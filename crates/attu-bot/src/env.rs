//! Process environment.
//!
//! Everything the bot needs besides the config document is read from
//! environment variables once at startup. Secrets are not among them; the
//! bot token and wiki key live in the config.

use std::net::SocketAddr;
use std::path::PathBuf;

use attu_discord::{DEFAULT_API_BASE, DEFAULT_GATEWAY_URL};
use attu_wiki::DEFAULT_API_ENDPOINT;
use chrono::{DateTime, NaiveDateTime, TimeZone, Utc};
use chrono_tz::Tz;

use crate::error::BotError;

/// Layout of `BUILD_TIME` once the zone abbreviation is removed.
const BUILD_TIME_FORMAT: &str = "%a %b %d %H:%M:%S %Y";

/// Complete environment configuration.
#[derive(Debug, Clone)]
pub struct BotEnv {
    /// Path of the JSON config document.
    pub config_file: PathBuf,
    /// Container build time, if `BUILD_TIME` was set.
    pub build_time: Option<DateTime<Utc>>,
    /// Reference zone for the calendar.
    pub timezone: Tz,
    /// Whether `DEBUG` was set.
    pub debug: bool,
    /// Log filter directive.
    pub log_level: String,
    /// Listen address of the status API.
    pub status_addr: SocketAddr,
    /// Discord REST base URL.
    pub discord_api_base: String,
    /// Discord gateway URL.
    pub gateway_url: String,
    /// `MediaWiki` Action API endpoint.
    pub wiki_endpoint: String,
}

impl BotEnv {
    /// Load configuration from the process environment.
    ///
    /// Required variables:
    /// - `BOT_CONFIG_FILE` -- path of the config document
    ///
    /// Optional variables:
    /// - `BUILD_TIME` -- `date` output captured when the image was built
    /// - `BOT_TIMEZONE` -- IANA zone name (default `America/New_York`)
    /// - `DEBUG` -- any value enables debug logging
    /// - `BOT_LOG_LVL` -- log filter (default `info`)
    /// - `BOT_STATUS_ADDR` -- status API address (default `0.0.0.0:8080`)
    /// - `DISCORD_API_BASE`, `DISCORD_GATEWAY_URL`, `WIKI_API_ENDPOINT`
    ///
    /// # Errors
    ///
    /// Returns [`BotError::Env`] for a missing required variable or a value
    /// that does not parse.
    pub fn from_env() -> Result<Self, BotError> {
        Self::from_lookup(|name| std::env::var(name).ok())
    }

    /// Load configuration through an arbitrary variable lookup.
    ///
    /// # Errors
    ///
    /// Same as [`from_env`](Self::from_env).
    pub fn from_lookup(lookup: impl Fn(&str) -> Option<String>) -> Result<Self, BotError> {
        let config_file = lookup("BOT_CONFIG_FILE")
            .filter(|v| !v.is_empty())
            .map(PathBuf::from)
            .ok_or(BotError::Env {
                name: "BOT_CONFIG_FILE",
                message: "not set".to_owned(),
            })?;

        let timezone: Tz = lookup("BOT_TIMEZONE")
            .unwrap_or_else(|| "America/New_York".to_owned())
            .parse()
            .map_err(|e| BotError::Env {
                name: "BOT_TIMEZONE",
                message: format!("{e}"),
            })?;

        let build_time = lookup("BUILD_TIME")
            .filter(|v| !v.trim().is_empty())
            .map(|v| parse_build_time(&v, timezone))
            .transpose()?;

        let status_addr: SocketAddr = lookup("BOT_STATUS_ADDR")
            .unwrap_or_else(|| "0.0.0.0:8080".to_owned())
            .parse()
            .map_err(|e| BotError::Env {
                name: "BOT_STATUS_ADDR",
                message: format!("{e}"),
            })?;

        let debug = lookup("DEBUG").is_some();
        let log_level = if debug {
            "debug".to_owned()
        } else {
            lookup("BOT_LOG_LVL").unwrap_or_else(|| "info".to_owned())
        };

        Ok(Self {
            config_file,
            build_time,
            timezone,
            debug,
            log_level,
            status_addr,
            discord_api_base: lookup("DISCORD_API_BASE")
                .unwrap_or_else(|| DEFAULT_API_BASE.to_owned()),
            gateway_url: lookup("DISCORD_GATEWAY_URL")
                .unwrap_or_else(|| DEFAULT_GATEWAY_URL.to_owned()),
            wiki_endpoint: lookup("WIKI_API_ENDPOINT")
                .unwrap_or_else(|| DEFAULT_API_ENDPOINT.to_owned()),
        })
    }
}

/// Parse `date` output such as `Tue Mar  5 21:14:07 UTC 2024`.
///
/// The zone abbreviation is dropped; `UTC`/`GMT` stamps are read as UTC
/// and anything else as local time in `tz`.
fn parse_build_time(raw: &str, tz: Tz) -> Result<DateTime<Utc>, BotError> {
    let invalid = |message: String| BotError::Env {
        name: "BUILD_TIME",
        message,
    };

    let fields: Vec<&str> = raw.split_whitespace().collect();
    let [weekday, month, day, clock, zone, year] = fields.as_slice() else {
        return Err(invalid(format!("expected 6 fields, got {raw:?}")));
    };
    let stripped = format!("{weekday} {month} {day} {clock} {year}");
    let naive = NaiveDateTime::parse_from_str(&stripped, BUILD_TIME_FORMAT)
        .map_err(|e| invalid(format!("{raw:?}: {e}")))?;

    if matches!(*zone, "UTC" | "GMT") {
        return Ok(naive.and_utc());
    }
    tz.from_local_datetime(&naive)
        .earliest()
        .map(|dt| dt.with_timezone(&Utc))
        .ok_or_else(|| invalid(format!("{raw:?} does not exist in {tz}")))
}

_ _ _ _

_Problem to solve_. A verbatim copy of all the records is to be produced.

_Solution to the exercise_.
filename crates/attu-bot/src/env.rs
//! Process environment.
//!
//! Everything the bot needs besides the config document is read from
//! environment variables once at startup. Secrets are not among them; the
//! bot token and wiki key live in the config.

use std::net::SocketAddr;
use std::path::PathBuf;

use attu_discord::{DEFAULT_API_BASE, DEFAULT_GATEWAY_URL};
use attu_wiki::DEFAULT_API_ENDPOINT;
use chrono::{DateTime, NaiveDateTime, TimeZone, Utc};
use chrono_tz::Tz;

use crate::error::BotError;

/// Layout of `BUILD_TIME` once the zone abbreviation is removed.
const BUILD_TIME_FORMAT: &str = "%a %b %d %H:%M:%S %Y";

/// Complete environment configuration.
#[derive(Debug, Clone)]
pub struct BotEnv {
    /// Path of the JSON config document.
    pub config_file: PathBuf,
    /// Container build time, if `BUILD_TIME` was set.
    pub build_time: Option<DateTime<Utc>>,
    /// Reference zone for the calendar.
    pub timezone: Tz,
    /// Whether `DEBUG` was set.
    pub debug: bool,
    /// Log filter directive.
    pub log_level: String,
    /// Listen address of the status API.
    pub status_addr: SocketAddr,
    /// Discord REST base URL.
    pub discord_api_base: String,
    /// Discord gateway URL.
    pub gateway_url: String,
    /// `MediaWiki` Action API endpoint.
    pub wiki_endpoint: String,
}

impl BotEnv {
    /// Load configuration from the process environment.
    ///
    /// Required variables:
    /// - `BOT_CONFIG_FILE` -- path of the config document
    ///
    /// Optional variables:
    /// - `BUILD_TIME` -- `date` output captured when the image was built
    /// - `BOT_TIMEZONE` -- IANA zone name (default `America/New_York`)
    /// - `DEBUG` -- any value enables debug logging
    /// - `BOT_LOG_LVL` -- log filter (default `info`)
    /// - `BOT_STATUS_ADDR` -- status API address (default `0.0.0.0:8080`)
    /// - `DISCORD_API_BASE`, `DISCORD_GATEWAY_URL`, `WIKI_API_ENDPOINT`
    ///
    /// # Errors
    ///
    /// Returns [`BotError::Env`] for a missing required variable or a value
    /// that does not parse.
    pub fn from_env() -> Result<Self, BotError> {
        Self::from_lookup(|name| std::env::var(name).ok())
    }

    /// Load configuration through an arbitrary variable lookup.
    ///
    /// # Errors
    ///
    /// Same as [`from_env`](Self::from_env).
    pub fn from_lookup(lookup: impl Fn(&str) -> Option<String>) -> Result<Self, BotError> {
        let config_file = lookup("BOT_CONFIG_FILE")
            .filter(|v| !v.is_empty())
            .map(PathBuf::from)
            .ok_or(BotError::Env {
                name: "BOT_CONFIG_FILE",
                message: "not set".to_owned(),
            })?;

        let timezone: Tz = lookup("BOT_TIMEZONE")
            .unwrap_or_else(|| "America/New_York".to_owned())
            .parse()
            .map_err(|e| BotError::Env {
                name: "BOT_TIMEZONE",
                message: format!("{e}"),
            })?;

        let build_time = lookup("BUILD_TIME")
            .filter(|v| !v.trim().is_empty())
            .map(|v| parse_build_time(&v, timezone))
            .transpose()?;

        let status_addr: SocketAddr = lookup("BOT_STATUS_ADDR")
            .unwrap_or_else(|| "0.0.0.0:8080".to_owned())
            .parse()
            .map_err(|e| BotError::Env {
                name: "BOT_STATUS_ADDR",
                message: format!("{e}"),
            })?;

        let debug = lookup("DEBUG").is_some();
        let log_level = if debug {
            "debug".to_owned()
        } else {
            lookup("BOT_LOG_LVL").unwrap_or_else(|| "info".to_owned())
        };

        Ok(Self {
            config_file,
            build_time,
            timezone,
            debug,
            log_level,
            status_addr,
            discord_api_base: lookup("DISCORD_API_BASE")
                .unwrap_or_else(|| DEFAULT_API_BASE.to_owned()),
            gateway_url: lookup("DISCORD_GATEWAY_URL")
                .unwrap_or_else(|| DEFAULT_GATEWAY_URL.to_owned()),
            wiki_endpoint: lookup("WIKI_API_ENDPOINT")
                .unwrap_or_else(|| DEFAULT_API_ENDPOINT.to_owned()),
        })
    }
}

/// Parse `date` output such as `Tue Mar  5 21:14:07 UTC 2024`.
///
/// The zone abbreviation is dropped; `UTC`/`GMT` stamps are read as UTC
/// and anything else as local time in `tz`.
fn parse_build_time(raw: &str, tz: Tz) -> Result<DateTime<Utc>, BotError> {
    let invalid = |message: String| BotError::Env {
        name: "BUILD_TIME",
        message,
    };

    let fields: Vec<&str> = raw.split_whitespace().collect();
    let [weekday, month, day, clock, zone, year] = fields.as_slice() else {
        return Err(invalid(format!("expected 6 fields, got {raw:?}")));
    };
    let stripped = format!("{weekday} {month} {day} {clock} {year}");
    let naive = NaiveDateTime::parse_from_str(&stripped, BUILD_TIME_FORMAT)
        .map_err(|e| invalid(format!("{raw:?}: {e}")))?;

    if matches!(*zone, "UTC" | "GMT") {
        return Ok(naive.and_utc());
    }
    tz.from_local_datetime(&naive)
        .earliest()
        .map(|dt| dt.with_timezone(&Utc))
        .ok_or_else(|| invalid(format!("{raw:?} does not exist in {tz}")))
}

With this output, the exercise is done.